A decisão da turma de levar o passeio de final de ano para os Estados Unidos motiva Alfa a prestar mais atenção nas aulas de inglês, tanto as da escola quanto aquelas fora da escola, freqüentadas duas vezes por semana num curso específico para o ensino de idiomas. Alfa se sente aborrecida com tanta aula – escola, curso de inglês, balé –, considera que tudo isso é só para satisfazer a caprichos de seus pais. Mas a viagem marcada com a turma deixa as lições atrativas, ao menos as de inglês, de uma hora para outra.
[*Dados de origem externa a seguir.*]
//! BDD step definitions for the traffic window

use cucumber::{given, then, when};

use olt_dashboard::traffic::{parse_event, simulated_sample, SampleOrigin, TrafficWindow};

use crate::world::DashboardWorld;

fn window(world: &mut DashboardWorld) -> &mut TrafficWindow {
    world.traffic.as_mut().expect("traffic window not set")
}

#[given(expr = "an empty traffic window of {int} samples")]
fn empty_window(world: &mut DashboardWorld, capacity: usize) {
    world.traffic = Some(TrafficWindow::new(capacity));
}

#[when(expr = "the live event {string} arrives")]
fn live_event(world: &mut DashboardWorld, line: String) {
    let sample = parse_event(&line, 1000).expect("event should parse");
    window(world).push(sample);
}

#[when(expr = "{int} simulated samples are produced")]
fn simulated_samples(world: &mut DashboardWorld, count: u64) {
    for i in 0..count {
        window(world).push(simulated_sample(i));
    }
}

#[then("the latest sample should be live")]
fn latest_is_live(world: &mut DashboardWorld) {
    let latest = window(world).latest().expect("no samples");
    assert_eq!(latest.origin, SampleOrigin::Live);
}

#[then(expr = "the latest average should be {float}")]
fn latest_average(world: &mut DashboardWorld, expected: f64) {
    let latest = window(world).latest().expect("no samples");
    assert!(
        (latest.average_gbps - expected).abs() < 1e-9,
        "expected average {}, got {}",
        expected,
        latest.average_gbps
    );
}

#[then(expr = "the traffic window should hold {int} samples")]
fn window_holds(world: &mut DashboardWorld, count: usize) {
    assert_eq!(window(world).len(), count);
}

#[then("every sample should be simulated")]
fn all_simulated(world: &mut DashboardWorld) {
    assert!(window(world)
        .samples()
        .all(|s| s.origin == SampleOrigin::Simulated));
}
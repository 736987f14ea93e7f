//! Query state, filter predicate, and completeness ranking

use serde::{Deserialize, Serialize};

use crate::normalize::is_blank;
use crate::records::Record;

/// Category selector; `All` disables category filtering
#[derive(Debug, Clone, Default, PartialEq, Eq, Serialize, Deserialize)]
#[serde(rename_all = "snake_case")]
pub enum CategoryFilter {
    #[default]
    All,
    Named(String),
}

impl CategoryFilter {
    /// Parse a selector as sent by the front-end; empty or "all" means no filter
    pub fn parse(raw: &str) -> Self {
        let raw = raw.trim();
        if raw.is_empty() || raw.eq_ignore_ascii_case("all") {
            CategoryFilter::All
        } else {
            CategoryFilter::Named(raw.to_string())
        }
    }

    pub fn matches(&self, category: &str) -> bool {
        match self {
            CategoryFilter::All => true,
            CategoryFilter::Named(selected) => {
                !is_blank(category) && category.trim().to_lowercase() == selected.to_lowercase()
            }
        }
    }
}

/// User-controlled state of one list view
#[derive(Debug, Clone, PartialEq, Eq, Serialize, Deserialize)]
pub struct Query {
    pub search_term: String,
    pub category: CategoryFilter,
    pub page: usize,
}

impl Default for Query {
    fn default() -> Self {
        Self {
            search_term: String::new(),
            category: CategoryFilter::All,
            page: 1,
        }
    }
}

impl Query {
    /// Change the search term; returns to the first page
    pub fn set_search_term(&mut self, term: &str) {
        if self.search_term != term {
            self.search_term = term.to_string();
            self.page = 1;
        }
    }

    /// Change the category selector; returns to the first page
    pub fn set_category(&mut self, category: CategoryFilter) {
        if self.category != category {
            self.category = category;
            self.page = 1;
        }
    }

    pub fn set_page(&mut self, page: usize) {
        self.page = page.max(1);
    }
}

/// Does `record` satisfy the search term and category selector?
pub fn matches<R: Record>(record: &R, term: &str, category: &CategoryFilter) -> bool {
    if !category.matches(record.category()) {
        return false;
    }

    let term = term.trim().to_lowercase();
    if term.is_empty() {
        return true;
    }

    R::SEARCHABLE.iter().any(|name| {
        record
            .field(name)
            .filter(|value| !is_blank(value))
            .is_some_and(|value| value.to_lowercase().contains(&term))
    })
}

/// Records matching the query, in their original order
pub fn filter<'a, R: Record>(records: &'a [R], term: &str, category: &CategoryFilter) -> Vec<&'a R> {
    records
        .iter()
        .filter(|record| matches(*record, term, category))
        .collect()
}

/// A record is complete when any descriptive field carries a real value
pub fn is_complete<R: Record>(record: &R) -> bool {
    R::DESCRIPTIVE
        .iter()
        .any(|name| record.field(name).is_some_and(|value| !is_blank(value)))
}

/// Move complete records ahead of incomplete ones, keeping relative order
pub fn rank_complete_first<R: Record>(records: &mut [&R]) {
    if R::DESCRIPTIVE.is_empty() {
        return;
    }
    // sort_by_key is stable
    records.sort_by_key(|record| !is_complete(*record));
}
Na escola, nas aulas de cada disciplina, Alfa não se preocupa em prestar atenção nas exposições temáticas feitas com equipamentos multimídias, nem em permanecer em silêncio. Nem seus colegas se preocupam com isso, pois continuam conversando mesmo que o professor peça silêncio. Reprovada, Alfa com certeza não será, em consideração às elevadas mensalidades que seus pais pagam à direção da escola, que determina aos professores que não desagradem aos clientes.

Beta também conversa sem parar na sala de aula. Sempre muitíssimos mais interessantes do que as exposições feitas pelos professores, ou do que as tarefas que eles mandam fazer, são os assuntos a falar e a escutar junto aos colegas. Inúteis lições não podem competir com o interesse de saber sobre quem anda ficando com quem, ou onde é possível comprar, por preço acessível, uma calça de cintura baixa que imita bem uma de marca famosa.

As lições são inúteis porque quem conclui o ensino fundamental não parece saber mais do que o colega que largou a escola pela metade. E não apenas por isso. São inúteis as lições porque depois do fundamental vem o ensino médio, que só parece servir como passagem para tentar entrar para um curso universitário. Mas o tal curso universitário, se for em instituição privada, é caro demais, impossível de pagar. Se não for tão caro, ninguém acredita que seja bom e, se ninguém acredita, os formandos desses cursos não arrumam emprego, ou arrumam só emprego que não vale à pena.